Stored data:
______________________________
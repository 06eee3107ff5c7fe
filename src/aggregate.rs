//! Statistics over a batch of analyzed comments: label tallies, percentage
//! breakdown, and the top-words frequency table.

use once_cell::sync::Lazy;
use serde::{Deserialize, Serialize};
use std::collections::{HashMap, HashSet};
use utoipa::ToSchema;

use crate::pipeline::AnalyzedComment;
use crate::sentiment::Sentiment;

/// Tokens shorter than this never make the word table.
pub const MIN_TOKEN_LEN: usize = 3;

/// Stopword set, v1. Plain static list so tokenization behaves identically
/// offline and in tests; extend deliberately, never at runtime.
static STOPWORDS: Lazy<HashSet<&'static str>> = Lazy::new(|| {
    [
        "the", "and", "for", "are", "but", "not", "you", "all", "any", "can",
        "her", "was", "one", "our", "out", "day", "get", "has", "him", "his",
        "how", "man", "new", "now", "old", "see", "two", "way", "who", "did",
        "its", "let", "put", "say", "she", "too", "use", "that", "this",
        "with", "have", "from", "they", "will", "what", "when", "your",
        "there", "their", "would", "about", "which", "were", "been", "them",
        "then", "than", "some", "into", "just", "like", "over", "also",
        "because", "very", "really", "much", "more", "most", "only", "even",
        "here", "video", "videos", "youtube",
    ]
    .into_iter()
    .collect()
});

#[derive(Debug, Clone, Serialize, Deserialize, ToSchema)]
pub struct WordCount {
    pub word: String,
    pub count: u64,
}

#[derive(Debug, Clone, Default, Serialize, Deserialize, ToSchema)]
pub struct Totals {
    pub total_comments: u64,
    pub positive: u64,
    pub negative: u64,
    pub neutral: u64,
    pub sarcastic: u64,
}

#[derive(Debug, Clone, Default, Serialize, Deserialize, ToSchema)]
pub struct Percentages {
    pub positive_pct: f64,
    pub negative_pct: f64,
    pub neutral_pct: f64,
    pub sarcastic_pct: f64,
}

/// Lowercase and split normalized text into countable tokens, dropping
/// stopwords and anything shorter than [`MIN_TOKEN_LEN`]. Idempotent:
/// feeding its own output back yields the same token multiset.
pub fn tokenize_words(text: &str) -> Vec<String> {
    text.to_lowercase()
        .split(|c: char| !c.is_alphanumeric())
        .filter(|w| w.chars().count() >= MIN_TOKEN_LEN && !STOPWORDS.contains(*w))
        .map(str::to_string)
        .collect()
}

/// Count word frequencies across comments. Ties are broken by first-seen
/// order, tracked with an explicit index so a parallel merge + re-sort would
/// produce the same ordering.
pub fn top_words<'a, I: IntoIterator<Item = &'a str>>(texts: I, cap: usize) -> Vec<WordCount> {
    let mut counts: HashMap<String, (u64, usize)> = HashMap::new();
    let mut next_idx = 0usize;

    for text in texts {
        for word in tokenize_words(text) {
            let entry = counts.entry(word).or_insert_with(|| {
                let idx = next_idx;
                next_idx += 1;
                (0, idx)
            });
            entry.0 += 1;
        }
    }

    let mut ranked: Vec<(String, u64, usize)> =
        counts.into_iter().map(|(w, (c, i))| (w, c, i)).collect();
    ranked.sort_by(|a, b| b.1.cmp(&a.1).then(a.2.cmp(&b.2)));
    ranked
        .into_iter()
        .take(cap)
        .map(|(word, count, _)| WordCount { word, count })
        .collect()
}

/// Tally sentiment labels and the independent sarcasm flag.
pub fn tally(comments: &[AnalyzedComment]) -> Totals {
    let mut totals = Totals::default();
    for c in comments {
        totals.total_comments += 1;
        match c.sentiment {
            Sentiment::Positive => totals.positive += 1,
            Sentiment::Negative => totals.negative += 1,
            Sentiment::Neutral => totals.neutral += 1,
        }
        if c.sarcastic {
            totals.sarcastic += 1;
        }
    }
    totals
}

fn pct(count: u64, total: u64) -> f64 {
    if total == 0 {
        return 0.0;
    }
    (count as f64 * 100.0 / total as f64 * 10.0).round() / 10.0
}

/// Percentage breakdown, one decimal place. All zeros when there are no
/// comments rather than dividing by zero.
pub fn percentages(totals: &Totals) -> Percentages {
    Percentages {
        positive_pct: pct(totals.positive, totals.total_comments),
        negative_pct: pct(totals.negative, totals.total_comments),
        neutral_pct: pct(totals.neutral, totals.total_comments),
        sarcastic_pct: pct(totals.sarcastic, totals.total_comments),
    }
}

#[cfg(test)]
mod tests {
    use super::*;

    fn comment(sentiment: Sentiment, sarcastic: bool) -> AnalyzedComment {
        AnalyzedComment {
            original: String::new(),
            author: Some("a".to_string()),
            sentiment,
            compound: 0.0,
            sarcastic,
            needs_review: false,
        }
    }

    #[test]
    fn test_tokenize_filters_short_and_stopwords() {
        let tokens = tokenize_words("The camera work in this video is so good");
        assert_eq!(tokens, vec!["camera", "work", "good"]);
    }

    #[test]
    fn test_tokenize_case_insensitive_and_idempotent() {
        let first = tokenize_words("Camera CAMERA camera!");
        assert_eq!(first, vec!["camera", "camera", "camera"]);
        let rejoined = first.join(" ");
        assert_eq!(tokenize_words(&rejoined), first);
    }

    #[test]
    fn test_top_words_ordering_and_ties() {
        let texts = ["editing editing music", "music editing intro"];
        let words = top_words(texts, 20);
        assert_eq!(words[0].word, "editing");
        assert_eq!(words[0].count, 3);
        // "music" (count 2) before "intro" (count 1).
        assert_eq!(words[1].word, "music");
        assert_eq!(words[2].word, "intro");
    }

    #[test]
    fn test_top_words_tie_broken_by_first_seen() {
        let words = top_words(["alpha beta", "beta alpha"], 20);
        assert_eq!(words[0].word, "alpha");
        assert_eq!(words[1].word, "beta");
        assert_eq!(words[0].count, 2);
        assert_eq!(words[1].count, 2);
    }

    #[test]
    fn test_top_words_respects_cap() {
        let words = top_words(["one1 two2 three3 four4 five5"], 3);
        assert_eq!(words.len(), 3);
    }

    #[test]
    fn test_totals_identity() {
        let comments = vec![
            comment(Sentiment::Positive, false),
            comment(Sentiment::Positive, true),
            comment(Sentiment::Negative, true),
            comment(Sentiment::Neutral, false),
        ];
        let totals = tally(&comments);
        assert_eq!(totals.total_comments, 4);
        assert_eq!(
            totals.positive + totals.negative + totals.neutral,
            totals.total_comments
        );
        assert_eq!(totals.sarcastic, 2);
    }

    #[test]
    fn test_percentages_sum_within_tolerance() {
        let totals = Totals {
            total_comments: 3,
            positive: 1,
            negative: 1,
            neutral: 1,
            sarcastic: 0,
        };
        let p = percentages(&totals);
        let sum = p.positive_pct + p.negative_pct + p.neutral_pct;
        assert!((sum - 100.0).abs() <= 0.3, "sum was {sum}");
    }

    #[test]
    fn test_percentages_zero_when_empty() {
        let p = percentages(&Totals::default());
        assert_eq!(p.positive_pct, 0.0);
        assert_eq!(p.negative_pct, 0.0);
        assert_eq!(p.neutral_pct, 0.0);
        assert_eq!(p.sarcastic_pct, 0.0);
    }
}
______________________________
Exercise directions: Show a copy of each line from the records above in which the string "shorter" occurs.

Answer to this problem:
/// Tokens shorter than this never make the word table.
/// stopwords and anything shorter than [`MIN_TOKEN_LEN`]. Idempotent:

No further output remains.